From the Cache Creek Council meeting on March 25.
Roll Call: Mayor John Ranta and councillors Lisa Dafoe, Herb Hofer and Darrell Rawcliffe. Coun. Wyatt McMurray joined by telephone.
Taxes still rising
Council gave first three readings to its Five Year Financial Plan, containing a $5.2 million budget for 2013/14.
The budget calls for a 2.5 per cent increase on both utilities and residential taxes every year for the next five years.
“I think Council is coming to grips with the erosion of landfill revenue,” said Ranta.
“We’re still in good shape,” he said, “we don’t owe anyone, and we still have money in the bank. That we cannot continue on as we have been is becoming clear.”
He said the Village had some hard decisions to face in the future, such as either increasing taxes or abandoning the landfill legacy – “which I would not support.”
He added that the Village is still looking for alternative sources of revenue.
The 2013/14 budget is still anticipating $550,000 in landfill royalties, $1.5 million in grants and $332,400 in property tax. Among other things, the Village is planning to spend $1.6 million in capital expenditures.
The Five Year Financial Plan, contained in Bylaw761, needs a fourth reading before Council can approve it.
Cache Creek students, parents, the school’s principal Brenna O’Connor and the banner program leaders Jo Petty and Shirlee Johnson crowded into the Council chambers to thank Council and the United Way for making the program possible.
“I have to tell you,” said John Ranta, “I had some doubt about this project…”
He was used to, he said, getting banners from a company that specialized in making street banners.
“But I was wrong,” he said, calling it a “blessing to have these banners in our town.”
He congratulated the group on job well done.
Pam Astbury and Shannon Gadsby from Focus Corporation presented two options for landscape work that would reduce the impact of Spring flooding in the park. They estimated that the work would cost approximately $280,000, which included a federal infrastructure grant of $128,000.
Both options involved raising the area where the playground is now, to be more or less level with the swimming pool. Gadsby told Council that the two main benefits would be opening up the play area to be seen from the street, and taking care of the annual flooding from the Bonaparte River. Both are wheelchair accessible, she said, and would use the current site furnishings. Some of the trees between the playground and the swimming pool would have to come out, but they would be replaced by other trees. There would be a paved area between the playground and the gazebo, which they called a “gathering area”.
Astbury described how the elevation in the play area would be raised by truck loads of fill and then covered with soft material for the children to play in.
The rest of the park north of the gazebo would not be changed and would still be subject to “ponding” from floodwaters.

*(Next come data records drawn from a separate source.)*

//! `CNAME` RDATA definition.

use std::fmt::Display;
use std::io::{Cursor, Write};

use crate::error::DnsError;
use crate::name::Name;

use super::{RdataTrait, RecordData};

#[cfg(feature = "serde")]
use serde::Serialize;

/// A record containing the canonical name for an alias.
/// [\[RFC 1035\]](https://www.rfc-editor.org/rfc/rfc1035)
#[cfg_attr(feature = "serde", derive(Serialize))]
#[derive(PartialEq, Eq, Clone, Debug)]
pub struct CNAME {
    /// The canonical or primary name for the owner. The owner name is an alias.
    pub name: Name,
}

impl RdataTrait for CNAME {
    fn parse_rdata(rdata: &mut Cursor<&[u8]>, _rdlength: u16) -> Result<RecordData, DnsError> {
        Ok(RecordData::CNAME(Self {
            name: Name::parse(rdata)?,
        }))
    }

    fn encode_rdata_into(&self, buf: &mut impl Write) -> Result<u16, DnsError> {
        self.name.encode_into(buf)
    }
}

impl Display for CNAME {
    fn fmt(&self, f: &mut std::fmt::Formatter<'_>) -> std::fmt::Result {
        write!(f, "{}", self.name)
    }
}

She anticipated that work on the park would begin after the normal flood season in May and would be finished by late August or early September.
The paved area would “provide a formality that grass doesn’t,” said Astbury when Mayor John Ranta questioned the $160,000 worth of pavers that they planned to use for the gathering area. It could be used as a plaza, providing a place for outdoor concerts, dance, or a starting place for events.
Accounting for more than half of the project’s budget, Coun. Wyatt McMurray felt they could cut back on the pavers.
“I think we need to have further discussion,” said Ranta, who thought it could be done for a lower cost. He said he was happy to be able to sit on the grass.
Family Physician Recruitment
An Interior Health committee made up of Andrew Neuner, Dr. Shirley Sze, Dr. Rod Dickey and Bohdan Zacjew made a recent presentation to the TNRD Board of Directors on a regional family physician recruitment strategy, reported Mayor John Ranta. The regional district was invited to provide input on the family physician recruitment strategy through a web-based consultation process that will start in mid-April.
Ranta said that Neuner provided a map with red dots representing all of the communities – except that Cache Creek wasn’t on the map. He said he asked Neuner if Cache Creek residents were persona non grata at Interior Health facilities. Neuner advised that he would have his map amended.
“I wonder if Interior Health views Cache Creek and Ashcroft as one community,” said Ranta, who suggested to Council that they place a request on IH’s doctor recruitment website for a doctor, nearing retirement, looking for a great place to raise horses or just enjoy being in a rural town. He suggested that they could share doctor services with Bonaparte.
April 8 at 7 pm in the Village Office. Everyone welcome.